Tavener's subsequent explorations of Russian and Greek culture resulted in Akhmatova Requiem: this failed to enjoy success either at its Edinburgh Festival premiere in 1981, or at its Proms' performance the following week where many of the audience left before it finished. Of more lasting success was Tavener's short unaccompanied four-part choral setting of William Blake's poem "The Lamb", written one afternoon in 1982 for his nephew Simon's third birthday. This simple homophonic piece is usually performed as a Christmas carol. Later prominent works include The Akathist of Thanksgiving of 1987, written in celebration of the millennium of the Russian Orthodox Church; The Protecting Veil, first performed by cellist Steven Isserlis and the London Symphony Orchestra at the 1989 Proms; and Song for Athene (1993). The two choral works were settings of texts by Mother Thekla, a Russian Orthodox abbess who was Tavener's long-time spiritual adviser until her death in 2011. Song for Athene in particular gained worldwide exposure when performed at the funeral of Diana, Princess of Wales in 1997.
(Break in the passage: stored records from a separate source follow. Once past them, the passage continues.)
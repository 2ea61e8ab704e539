use anyhow::Result;
use chrono::{DateTime, Utc};
use serde::Deserialize;
use tracing::{info, warn};

use crate::config::Settings;
use crate::http;

const STAGING_NAME_MAX: usize = 28;

#[derive(Debug, Deserialize)]
struct PullRequest {
    title: String,
    head: Head,
    user: User,
    updated_at: DateTime<Utc>,
}

#[derive(Debug, Deserialize)]
struct Head {
    #[serde(rename = "ref")]
    branch: String,
}

#[derive(Debug, Deserialize)]
struct User {
    login: String,
}

/// An open pull request and the staging server built from its branch.
#[derive(Debug, Clone, PartialEq)]
pub struct StagingSite {
    pub title: String,
    pub branch: String,
    pub updated_at: DateTime<Utc>,
    pub staging_url: String,
}

#[derive(Clone)]
pub struct GithubClient {
    http: reqwest::Client,
    pulls_url: String,
    author: Option<String>,
    staging_prefix: String,
}

impl GithubClient {
    pub fn new(http: reqwest::Client, settings: &Settings) -> Self {
        Self {
            http,
            pulls_url: format!("{}/repos/{}/pulls", settings.github_api_url, settings.github_repo),
            author: settings.github_author.clone(),
            staging_prefix: settings.staging_prefix.clone(),
        }
    }

    /// Up to 100 open PRs, most recently updated first, optionally by one author.
    /// Failures yield an empty list.
    pub async fn list_pull_requests(&self) -> Vec<StagingSite> {
        match self.fetch().await {
            Ok(sites) => {
                info!("Found {} staging sites", sites.len());
                sites
            }
            Err(e) => {
                warn!("Listing pull requests failed: {:#}", e);
                Vec::new()
            }
        }
    }

    async fn fetch(&self) -> Result<Vec<StagingSite>> {
        let pulls: Vec<PullRequest> = http::get_json(
            &self.http,
            &self.pulls_url,
            &[("per_page", "100"), ("sort", "updated"), ("direction", "desc")],
        )
        .await?;

        Ok(pulls
            .into_iter()
            .filter(|pr| match &self.author {
                Some(author) => &pr.user.login == author,
                None => true,
            })
            .map(|pr| StagingSite {
                staging_url: staging_url(&self.staging_prefix, &pr.head.branch),
                title: pr.title,
                branch: pr.head.branch,
                updated_at: pr.updated_at,
            })
            .collect())
    }
}

/// Staging hosts are named after the branch: slugified, cut to 28 characters.
pub fn staging_url(prefix: &str, branch: &str) -> String {
    let slug: String = branch
        .chars()
        .map(|c| {
            let c = c.to_ascii_lowercase();
            if c.is_ascii_alphanumeric() || c == '-' { c } else { '-' }
        })
        .take(STAGING_NAME_MAX)
        .collect();
    format!("{}{}", prefix, slug.trim_end_matches('-'))
}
Tavener's Fall and Resurrection, first performed in 2000, used instruments such as ram's horn, Ney flute and kaval. It was dedicated to the then Prince of Wales, with whom Tavener formed a lasting friendship. His work Ikon of Eros (2003) was commissioned for violinist Jorja Fleezanis, then concertmaster of the Minnesota Orchestra, with vocal soloists and the Minnesota Chorale and recorded at the Cathedral of St. Paul, conducted by Paul Goodwin. Also in 2003 Tavener composed the exceptionally large work The Veil of the Temple (which was premièred at the Temple Church, London), based on texts from a number of religions. Identified by Tavener as "the supreme achievement of my life", it is set for four choirs, several orchestras and soloists and lasts at least seven hours. Prayer of the Heart, written for and performed by Björk, was premiered in 2004. In 2007 Tavener composed The Beautiful Names, a setting of the 99 names of God in the Muslim tradition, sung in Arabic.
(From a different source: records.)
use tracing::{debug, info};

use crate::config::Settings;
use crate::datasette::{ChartRecord, DatasetteClient};
use crate::extract::{self, Candidate, CandidateKind};
use crate::reference::{merge, PageReference};

#[derive(Debug, Clone, Copy, PartialEq, Eq)]
pub enum Phase {
    Idle,
    Extracting,
    Resolving,
    Resolved,
    ResolvedWithFallback,
}

#[derive(Debug, Clone, PartialEq)]
pub struct Resolution {
    pub reference: PageReference,
    pub phase: Phase,
    /// Shown to the user when the default chart was substituted.
    pub notice: Option<String>,
}

/// Turns clipboard text into one `PageReference`.
///
/// Never fails: unparseable text and failed lookups only remove candidates.
#[derive(Clone)]
pub struct Resolver {
    datasette: DatasetteClient,
    settings: Settings,
}

impl Resolver {
    pub fn new(datasette: DatasetteClient, settings: &Settings) -> Self {
        Self {
            datasette,
            settings: settings.clone(),
        }
    }

    pub async fn resolve(&self, text: &str) -> Resolution {
        let text = text.trim();
        let mut phase = Phase::Idle;

        advance(&mut phase, Phase::Extracting);
        let staged = extract::extract_candidates(text, &self.settings);
        debug!("Staged {} candidates for {:?}", staged.len(), text);

        advance(&mut phase, Phase::Resolving);
        let plain = staged.iter().find(|c| c.kind == CandidateKind::PlainSlug);
        let by_id = staged.iter().find(|c| c.kind == CandidateKind::ChartId);

        // Both guesses are checked concurrently and merged only once both are back.
        let (confirmed_slug, id_record) = tokio::join!(
            async {
                match plain.and_then(|c| c.slug.as_deref()) {
                    Some(slug) => self.datasette.validate_slug(slug).await,
                    None => None,
                }
            },
            async {
                match by_id.and_then(|c| c.chart_id) {
                    Some(id) => self.datasette.fetch_chart(None, Some(id)).await,
                    None => None,
                }
            },
        );

        let mut candidates: Vec<Candidate> = staged
            .iter()
            .filter(|c| matches!(c.kind, CandidateKind::FullUrl | CandidateKind::SvgFilename))
            .cloned()
            .collect();
        if let (Some(slug), Some(guess)) = (confirmed_slug, plain) {
            candidates.push(Candidate::grapher(
                CandidateKind::PlainSlug,
                &slug,
                guess.query_params.clone(),
            ));
        }
        if let (Some(record), Some(guess)) = (&id_record, by_id) {
            candidates.push(Candidate {
                chart_id: Some(record.id),
                ..Candidate::grapher(
                    CandidateKind::ChartId,
                    &record.slug,
                    guess.query_params.clone(),
                )
            });
        }

        let mut reference = merge(&candidates);
        let mut notice = None;
        let final_phase = if reference.is_empty() {
            let slug = &self.settings.default_slug;
            info!("No chart found for {:?}, using {}", text, slug);
            reference = merge(&[Candidate::grapher(CandidateKind::PlainSlug, slug, None)]);
            if text != slug.as_str() {
                notice = Some(format!("No valid slug detected. Using {}", slug));
            }
            Phase::ResolvedWithFallback
        } else {
            Phase::Resolved
        };

        let known = id_record.filter(|r| Some(r.id) == reference.chart_id);
        self.complete(&mut reference, known).await;

        advance(&mut phase, final_phase);
        Resolution {
            reference,
            phase,
            notice,
        }
    }

    /// Fill in whichever of slug / chart id is missing and attach the chart config.
    async fn complete(&self, reference: &mut PageReference, known: Option<ChartRecord>) {
        if reference.slug.is_none() && reference.chart_id.is_none() {
            return;
        }
        let record = match known {
            Some(record) => Some(record),
            // Ids are stable, so look up by id alone when both halves are known.
            None if reference.chart_id.is_some() => {
                self.datasette.fetch_chart(None, reference.chart_id).await
            }
            None => self.datasette.fetch_chart(reference.slug.as_deref(), None).await,
        };
        let Some(record) = record else {
            return;
        };

        if reference.slug.is_none() {
            reference.slug = Some(record.slug);
        } else if reference.slug.as_deref() != Some(record.slug.as_str()) {
            debug!("Chart {} is published as {}, keeping {:?}", record.id, record.slug, reference.slug);
        }
        if reference.chart_id.is_none() {
            reference.chart_id = Some(record.id);
        }
        reference.chart_config = record.config;
    }
}

fn advance(phase: &mut Phase, next: Phase) {
    debug!("resolver: {:?} -> {:?}", phase, next);
    *phase = next;
}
It had been reported, particularly in the British press, that Tavener left Orthodox Christianity to explore a number of other different religious traditions, including Hinduism and Islam, and became a follower of the Traditionalist philosopher Frithjof Schuon. In an interview with The New York Times, conducted by British music journalist Michael White, Tavener said: "I reached a point where everything I wrote was terribly austere and hidebound by the tonal system of the Orthodox Church, and I felt the need, in my music at least, to become more universalist: to take in other colors, other languages." The interviewer also reported at the time that he "hasn't abandoned Orthodoxy. He remains devotedly Christian." Speaking on the BBC Four television programme Sacred Music in 2010, Tavener described himself as "essentially Orthodox". He reiterated both his desire to explore the musical traditions of other religions, and his adherence to the Orthodox Christian faith, on Start the Week, recorded only days before his death and broadcast on 11 November 2013.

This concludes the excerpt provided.